Жанна обратила внимание на то, что сама идея провести спиритический сеанс в старом доме Хадли вызвала у Мад плохо скрываемое неприятие. И этого было достаточно. Жанна почувствовала, что, если вдруг на них с вершины холма понесется грузовик, Мадлен неизбежно
станет жертвой.Ей и в голову не пришло отказаться от второго сеанса.
Глава тридцать третья
– Ты разве не в мастерской должна быть? – спросил Питер.
Он налил еще кофе и направился к длинному сосновому столу в кухне. Он обещал себе, что будет молчать. И уж конечно, не станет напоминать Кларе, что время уходит. Ей совсем не хотелось слышать о том, что Дени Фортен приезжает уже через несколько дней. Чтобы увидеть ее все еще незаконченную картину.

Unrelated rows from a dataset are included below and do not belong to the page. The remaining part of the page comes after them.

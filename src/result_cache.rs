//! File-backed memo of (title file, reference) → count result.
//!
//! Parsing a full title to count one subtree is the expensive step of the
//! pipeline, and the result is a deterministic function of the file content
//! and the reference, so it is memoized on disk: one JSON artifact per key,
//! named by the SHA-256 of the normalized filename plus the canonicalized
//! reference. A miss (including a corrupt or unreadable artifact) always
//! falls through to live computation. Entries are never invalidated in
//! place — a changed reference or filename simply produces a new key.

use anyhow::Result;
use sha2::{Digest, Sha256};
use std::path::{Path, PathBuf};

use crate::fetch::write_atomic;
use crate::models::{CfrReference, CountResult};

pub struct ResultCache {
    dir: PathBuf,
}

impl ResultCache {
    pub fn new(dir: PathBuf) -> Self {
        Self { dir }
    }

    /// Stable key over everything that affects navigation: the title file's
    /// basename and every structural level of the reference, absent levels
    /// included.
    pub fn key(filename: &str, reference: &CfrReference) -> String {
        let basename = Path::new(filename)
            .file_name()
            .map(|n| n.to_string_lossy().into_owned())
            .unwrap_or_else(|| filename.to_string());

        let canonical = format!(
            "{}|title={}|chapter={}|part={}",
            basename,
            reference.title,
            reference.chapter.as_deref().unwrap_or("-"),
            reference.part.as_deref().unwrap_or("-"),
        );

        let mut hasher = Sha256::new();
        hasher.update(canonical.as_bytes());
        format!("{:x}", hasher.finalize())
    }

    pub fn get(&self, key: &str) -> Option<CountResult> {
        let bytes = std::fs::read(self.path_for(key)).ok()?;
        serde_json::from_slice(&bytes).ok()
    }

    pub fn put(&self, key: &str, result: &CountResult) -> Result<()> {
        let bytes = serde_json::to_vec(result)?;
        write_atomic(&self.path_for(key), &bytes)
    }

    fn path_for(&self, key: &str) -> PathBuf {
        self.dir.join(format!("{}.json", key))
    }
}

– Он приедет меньше чем через неделю, – услышал Питер свой голос.
Он был словно одержимый.
Клара читала утреннюю газету. Первая страница была посвящена вчерашней жуткой грозе, которая повалила множество деревьев, перекрыла дороги и стала причиной нарушения энергоснабжения по всему Квебеку. А потом кончилась.
Рассвет был облачный, дождик все еще накрапывал. Снег и град к утру растаяли, и единственным свидетельством прошедшей грозы были обломанные ветки и полегшие цветы.
– Я уверен, ты сможешь. – Питер сел рядом с Кларой. Вид у нее был изможденный. – Но может, тебе нужно немного отдохнуть. Выкинь на время из головы эту картину.
– Ты рехнулся? – Она посмотрела на него. Ее темно-голубые глаза были воспалены, и он подумал, уж не плакала ли она. – Это мой шанс. У меня не остается времени.
– Но если ты сейчас пойдешь в мастерскую, то лишь еще больше напортачишь.
– Еще больше?
– Я не это хотел сказать. Извини.
– Боже, что мне делать?
Клара потерла руками свои усталые глаза. Она не спала бо`льшую часть ночи. Поначалу лежала в кровати, старалась уснуть. Когда из этого ничего не получилось, она погрузилась в размышления о картине. Она больше не знала, что с ней делать.
Неужели смерть Мадлен так расстроила ее, что она потеряла способность ясно мыслить? Это была удобная и утешительная мысль.
Питер взял ее маленькие руки в свои и обратил внимание, что они в синей краске. Она что, не мыла их со вчерашнего дня или уже успела поработать сегодня утром? Он инстинктивно попытался размазать краску большим пальцем. Она была утренняя.
– Слушай, почему бы нам не устроить маленький званый обед? Можно было бы пригласить Гамаша и еще несколько человек. Он наверняка любит домашнюю готовку.
Произнеся это, он замолчал, пораженный жестокостью каждого отдельного своего слова и всех, вместе взятых. Сейчас Кларе меньше всего были нужны гости. Ей нельзя отвлекаться, ей нужно работой победить этот страх, ее сейчас нельзя трогать – пусть сидит у себя в мастерской. Приглашение гостей в такое время было бы настоящей катастрофой.
«Он что, спятил? – подумала Клара. – С картиной черт знает что, а Питер предлагает собрать гостей». Но даже если бы она утратила свой талант, свою музу, свое вдохновение, свое мужество, то одно она все же сумела бы сохранить – уверенность в том, что Питер хочет для нее только лучшего.